What is required
Your answer should consist of every line in the records that holds "orchestration".
** Opening Data in this exercise block **
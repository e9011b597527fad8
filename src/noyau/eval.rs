//! Noyau — évaluation (pipeline réel)
//!
//! tokenize -> analyse (Expr) -> évaluation (parcours de l’arbre)
//!
//! Remarque : l’arbre ne porte aucune valeur ; on le parcourt après coup.
//! Une variable ne se résout jamais : la valeur devient `Valeur::NonResolue`
//! et se propage (ce n’est pas une erreur).
//!
//! Le parcours est itératif (pile de tâches) : la profondeur de l’arbre
//! suit le nombre de termes, pas l’imbrication des parenthèses.

use super::analyse::{construire, parse_jetons};
use super::erreur::{ErreurCalc, Resultat};
use super::expr::{Expr, OpBinaire, Signe};
use super::jetons::{format_tokens, tokenize};

#[derive(Clone, Debug, PartialEq)]
pub enum Valeur {
    Nombre(f64),
    /// Porte l’identifiant de la première variable rencontrée.
    NonResolue(String),
}

impl Valeur {
    pub fn nombre(&self) -> Option<f64> {
        match self {
            Valeur::Nombre(v) => Some(*v),
            Valeur::NonResolue(_) => None,
        }
    }
}

#[derive(Default, Clone, Debug)]
pub struct DemarcheNoyau {
    pub jetons: String,
    pub arbre: String,
}

#[derive(Debug)]
pub struct Evaluation {
    pub arbre: Expr,
    pub valeur: Valeur,
    pub demarche: DemarcheNoyau,
}

enum Tache<'a> {
    Visiter(&'a Expr),
    Signer(Signe),
    Combiner(OpBinaire),
}

/// Parcours de l’arbre (post-ordre, pile explicite).
/// Les deux côtés d’un nœud binaire sont évalués (gauche d’abord) avant de combiner :
/// un diviseur exactement nul est refusé même si la gauche est non résolue.
pub fn evaluer(expr: &Expr) -> Resultat<Valeur> {
    let mut taches = vec![Tache::Visiter(expr)];
    let mut valeurs: Vec<Valeur> = Vec::new();

    while let Some(tache) = taches.pop() {
        match tache {
            Tache::Visiter(Expr::FloatLiteral(v)) => valeurs.push(Valeur::Nombre(*v)),
            Tache::Visiter(Expr::Variable(id)) => valeurs.push(Valeur::NonResolue(id.clone())),
            Tache::Visiter(Expr::Unary { signe, operande }) => {
                taches.push(Tache::Signer(*signe));
                taches.push(Tache::Visiter(operande));
            }
            Tache::Visiter(Expr::Binary { op, gauche, droite }) => {
                taches.push(Tache::Combiner(*op));
                taches.push(Tache::Visiter(droite));
                taches.push(Tache::Visiter(gauche));
            }

            Tache::Signer(signe) => {
                let v = depiler(&mut valeurs);
                valeurs.push(match v {
                    Valeur::Nombre(v) => Valeur::Nombre(signe.facteur() * v),
                    nr => nr,
                });
            }

            Tache::Combiner(op) => {
                let d = depiler(&mut valeurs);
                let g = depiler(&mut valeurs);

                if op == OpBinaire::Div && d == Valeur::Nombre(0.0) {
                    return Err(ErreurCalc::DivisionParZero);
                }

                valeurs.push(match (g, d) {
                    (Valeur::Nombre(a), Valeur::Nombre(b)) => Valeur::Nombre(applique(op, a, b)),
                    (nr @ Valeur::NonResolue(_), _) | (_, nr @ Valeur::NonResolue(_)) => nr,
                });
            }
        }
    }

    Ok(depiler(&mut valeurs))
}

/// Chaque tâche Signer/Combiner suit la visite de ses opérandes.
fn depiler(valeurs: &mut Vec<Valeur>) -> Valeur {
    match valeurs.pop() {
        Some(v) => v,
        None => unreachable!("pile de valeurs vide : tâches mal ordonnées"),
    }
}

fn applique(op: OpBinaire, a: f64, b: f64) -> f64 {
    match op {
        OpBinaire::Add => a + b,
        OpBinaire::Sub => a - b,
        OpBinaire::Mul => a * b,
        OpBinaire::Div => a / b,
    }
}

impl Expr {
    pub fn valeur(&self) -> Resultat<Valeur> {
        evaluer(self)
    }
}

/// Point d’entrée « analyse » : construit l’arbre puis le vérifie par évaluation.
/// Une division par zéro échoue ici ; l’arbre rendu donne sa valeur via `valeur()`.
pub fn parse(code: &str) -> Resultat<Expr> {
    let arbre = construire(code)?;
    evaluer(&arbre)?;
    Ok(arbre)
}

/// API publique : tokenize + analyse + évaluation, avec la démarche (jetons, arbre).
pub fn eval_expression(code: &str) -> Resultat<Evaluation> {
    let jetons = tokenize(code)?;
    let arbre = parse_jetons(&jetons)?;
    let valeur = evaluer(&arbre)?;

    log::debug!("{code:?} => {valeur:?}");

    let demarche = DemarcheNoyau {
        jetons: format_tokens(&jetons),
        arbre: arbre.to_string(),
    };

    Ok(Evaluation {
        arbre,
        valeur,
        demarche,
    })
}
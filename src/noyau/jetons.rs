// src/noyau/jetons.rs

use std::borrow::Cow;
use std::fmt;
use std::sync::LazyLock;

use regex::Regex;

use super::classe::{is_float, is_float_or_variable, is_variable, MOTIF_FLOTTANT, MOTIF_VARIABLE};
use super::erreur::{ErreurCalc, Resultat};

#[derive(Clone, Debug, PartialEq, Eq)]
pub enum Tok {
    // Littéral gardé tel que saisi (la conversion f64 se fait à l’analyse)
    Num(String),
    Ident(String),

    Plus,
    Minus,
    Star,
    Slash,

    LPar,
    RPar,

    // Tout autre caractère non blanc, passé tel quel (l’analyse le refusera)
    Autre(char),
}

impl Tok {
    /// Classe un lexème (priorité : identifiant, flottant, symbole).
    fn depuis_lexeme(lexeme: &str) -> Tok {
        if is_variable(Some(lexeme)) {
            return Tok::Ident(lexeme.to_string());
        }
        if is_float(Some(lexeme)) {
            return Tok::Num(lexeme.to_string());
        }

        let mut chars = lexeme.chars();
        match (chars.next(), chars.next()) {
            (Some('+'), None) => Tok::Plus,
            (Some('-'), None) => Tok::Minus,
            (Some('*'), None) => Tok::Star,
            (Some('/'), None) => Tok::Slash,
            (Some('('), None) => Tok::LPar,
            (Some(')'), None) => Tok::RPar,
            (Some(c), None) => Tok::Autre(c),
            // le motif de lexing ne produit pas d’autre forme
            _ => Tok::Autre(char::REPLACEMENT_CHARACTER),
        }
    }

    pub fn texte(&self) -> Cow<'_, str> {
        match self {
            Tok::Num(s) | Tok::Ident(s) => Cow::Borrowed(s.as_str()),
            Tok::Plus => Cow::Borrowed("+"),
            Tok::Minus => Cow::Borrowed("-"),
            Tok::Star => Cow::Borrowed("*"),
            Tok::Slash => Cow::Borrowed("/"),
            Tok::LPar => Cow::Borrowed("("),
            Tok::RPar => Cow::Borrowed(")"),
            Tok::Autre(c) => Cow::Owned(c.to_string()),
        }
    }

    fn est_float_ou_variable(&self) -> bool {
        is_float_or_variable(Some(self.texte().as_ref()))
    }
}

impl fmt::Display for Tok {
    fn fmt(&self, f: &mut fmt::Formatter<'_>) -> fmt::Result {
        f.write_str(&self.texte())
    }
}

/* ------------------------ Étape 1 : lexing ------------------------ */

// identifiant | flottant | un caractère non blanc
static RE_LEXEME: LazyLock<Regex> = LazyLock::new(|| {
    Regex::new(&format!(r"{MOTIF_VARIABLE}|{MOTIF_FLOTTANT}|\S")).expect("motif lexème")
});

/// Découpe brute, sans normalisation. Jamais d’erreur : entrée vide => vecteur vide.
pub fn decouper(s: &str) -> Vec<Tok> {
    RE_LEXEME
        .find_iter(s)
        .map(|m| Tok::depuis_lexeme(m.as_str()))
        .collect()
}

/* ------------------------ Étape 2 : équilibrage ------------------------ */

/// Ajoute en fin autant de ')' qu’il manque.
/// Seul le total compte (pas le cumul en cours de lecture).
fn equilibrer_parentheses(mut jetons: Vec<Tok>) -> Resultat<Vec<Tok>> {
    let ouvrantes = jetons.iter().filter(|t| **t == Tok::LPar).count();
    let fermantes = jetons.iter().filter(|t| **t == Tok::RPar).count();

    if fermantes > ouvrantes {
        return Err(ErreurCalc::ParenthesesOuvrantesManquantes {
            ouvrantes,
            fermantes,
        });
    }

    let manquantes = ouvrantes - fermantes;
    if manquantes > 0 {
        log::trace!("équilibrage : {manquantes} ')' ajoutée(s)");
        jetons.extend(std::iter::repeat(Tok::RPar).take(manquantes));
    }
    Ok(jetons)
}

/* ------------------------ Étape 3 : multiplication implicite ------------------------ */

fn multiplication_implicite(courant: &Tok, suivant: &Tok) -> bool {
    match (courant, suivant) {
        (Tok::RPar, Tok::LPar) => true,
        (c, Tok::LPar) => c.est_float_ou_variable(),
        (Tok::RPar, s) => s.est_float_ou_variable(),
        // juxtaposition nombre-variable : 2x
        (Tok::Num(_), Tok::Ident(_)) => true,
        _ => false,
    }
}

/// Une seule passe sur les paires d’origine : un '*' inséré ne redéclenche rien.
fn inserer_multiplications(jetons: &[Tok]) -> Vec<Tok> {
    let mut out = Vec::with_capacity(jetons.len() * 2);

    for (i, tok) in jetons.iter().enumerate() {
        out.push(tok.clone());
        if let Some(suivant) = jetons.get(i + 1) {
            if multiplication_implicite(tok, suivant) {
                out.push(Tok::Star);
            }
        }
    }
    out
}

/* ------------------------ API ------------------------ */

/// Tokenize une chaîne : lexing, puis fermeture des parenthèses, puis '*' implicites.
/// Seule erreur possible : plus de ')' que de '(' au total.
pub fn tokenize(s: &str) -> Resultat<Vec<Tok>> {
    let bruts = decouper(s);
    let equilibres = equilibrer_parentheses(bruts)?;
    let jetons = inserer_multiplications(&equilibres);

    log::trace!("jetons {s:?} -> [{}]", format_tokens(&jetons));
    Ok(jetons)
}

/// Format utilitaire (trace/“démarche”) : jetons séparés par des espaces.
pub fn format_tokens(tokens: &[Tok]) -> String {
    tokens
        .iter()
        .map(|t| t.texte())
        .collect::<Vec<_>>()
        .join(" ")
}
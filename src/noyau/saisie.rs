// src/noyau/saisie.rs
//
// Saisie brute (glyphes du pavé) -> texte analysable, et affichage groupé de l’entrée.

use super::format::grouper_milliers_decimal;
use super::jetons::{decouper, Tok};

/// Remplace les glyphes d’affichage par les symboles de l’analyse.
/// 'x' n’est PAS réécrit : c’est une lettre de variable valide.
pub fn normaliser_saisie(saisie: &str) -> String {
    saisie
        .replace('×', "*")
        .replace('÷', "/")
        .replace('%', "/100")
}

/// Littéraux ≥ 1000 groupés (1,234.5), au plus 3 décimales.
/// Un littéral hors de portée des f64 garde son texte d’origine.
/// Les blancs disparaissent : on recolle les jetons bruts (sans normalisation).
pub fn grouper_milliers(saisie: &str) -> String {
    decouper(saisie)
        .iter()
        .map(|tok| match tok {
            Tok::Num(texte) => match texte.parse::<f64>() {
                Ok(v) if v.is_finite() && v >= 1000.0 => {
                    grouper_milliers_decimal(&trois_decimales(v))
                }
                _ => texte.clone(),
            },
            autre => autre.to_string(),
        })
        .collect()
}

fn trois_decimales(v: f64) -> String {
    let s = format!("{v:.3}");
    s.trim_end_matches('0').trim_end_matches('.').to_string()
}
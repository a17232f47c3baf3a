//! Error types for the update orchestration engine
//!
//! Admission-time errors (`PermissionDenied`, `UpdateInProgress`) are returned
//! synchronously to the caller that requested the update and carry no side
//! effects. Everything that happens after dispatch is recorded on the terminal
//! FAILURE state of the relevant history record instead of being thrown into
//! an unrelated call stack.

use uuid::Uuid;

/// Errors surfaced by the orchestration engine
#[derive(Debug, thiserror::Error)]
pub enum UpdateError {
    /// Caller lacks write permission on the target or group
    #[error("principal [{principal}] does not have permission to modify configuration for [{target}]")]
    PermissionDenied { principal: String, target: String },

    /// The target already has an update in progress; retry once it finishes
    #[error("target [{target}] has a configuration update already in progress - wait for it to finish")]
    UpdateInProgress { target: String },

    /// A finalize was attempted against a record that already reached a terminal status
    #[error("update record [{id}] has already been finalized")]
    AlreadyFinalized { id: Uuid },

    /// Purge would leave a configured target with no history at all
    #[error("record is the only history entry for target [{target}] - purge refused without force")]
    RetentionInvariant { target: String },

    /// No history record exists with the given id
    #[error("no update record found with id [{id}]")]
    RecordNotFound { id: Uuid },

    /// The target is not known to the resource directory
    #[error("unknown target [{target}]")]
    UnknownTarget { target: String },

    /// The group is not known to the resource directory
    #[error("unknown group [{group}]")]
    UnknownGroup { group: String },

    /// A bounded wait elapsed before the group update reached a terminal status
    #[error("group update [{group}] did not reach a terminal status within the deadline")]
    WaitTimedOut { group: String },

    /// The remote transport to the agent could not be reached
    #[error("agent transport error: {0}")]
    Transport(String),

    /// A record was asked to transition into a non-terminal status
    #[error("cannot finalize record [{id}] to non-terminal status")]
    InvalidStatus { id: Uuid },
}
#[tokio::test]
async fn test_group_skips_member_with_update_in_flight() {
    let gateway = Arc::new(ScriptedGateway::new());
    let engine = engine_with(
        Arc::clone(&gateway),
        StaticDirectory::new().with_group("db-cluster", ["db-01", "db-02"]),
    );

    // db-01 is mid-update from a direct request
    let direct = engine
        .request_update("db-01", config(&[("x", "direct")]), "bob", UpdateKind::Resource)
        .await
        .unwrap();

    let mut member_configurations = HashMap::new();
    member_configurations.insert("db-01".to_string(), config(&[("x", "group")]));
    member_configurations.insert("db-02".to_string(), config(&[("x", "group")]));

    let group_id = engine
        .request_group_update("db-cluster", &member_configurations, "alice", UpdateKind::Resource)
        .await
        .unwrap();

    let group = engine.group_update(group_id).unwrap();
    assert_eq!(
        group.members.get("db-01"),
        Some(&MemberDisposition::SkippedInProgress)
    );

    // Only db-02 was dispatched for the group; the skipped member does not
    // hold the aggregate open
    let pushes = gateway.wait_for_pushes(2, Duration::from_secs(5)).await;
    let group_push = pushes
        .iter()
        .find(|(target, id)| target.as_str() == "db-02" && *id != direct.record().id)
        .unwrap();
    engine
        .complete_update(CompletionReport::success(
            group_push.1,
            config(&[("x", "group")]),
        ))
        .await
        .unwrap();

    let status = engine
        .wait_for_group_update(group_id, Duration::from_secs(5))
        .await
        .unwrap();
    assert_eq!(status, UpdateStatus::Success);

    // The direct update is still in flight and untouched by the group result
    assert!(engine.is_in_progress("db-01").await);

    engine.shutdown();
}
** Closing Data in this exercise block **
Finished task
//! Error types for the update orchestration engine
/// Errors surfaced by the orchestration engine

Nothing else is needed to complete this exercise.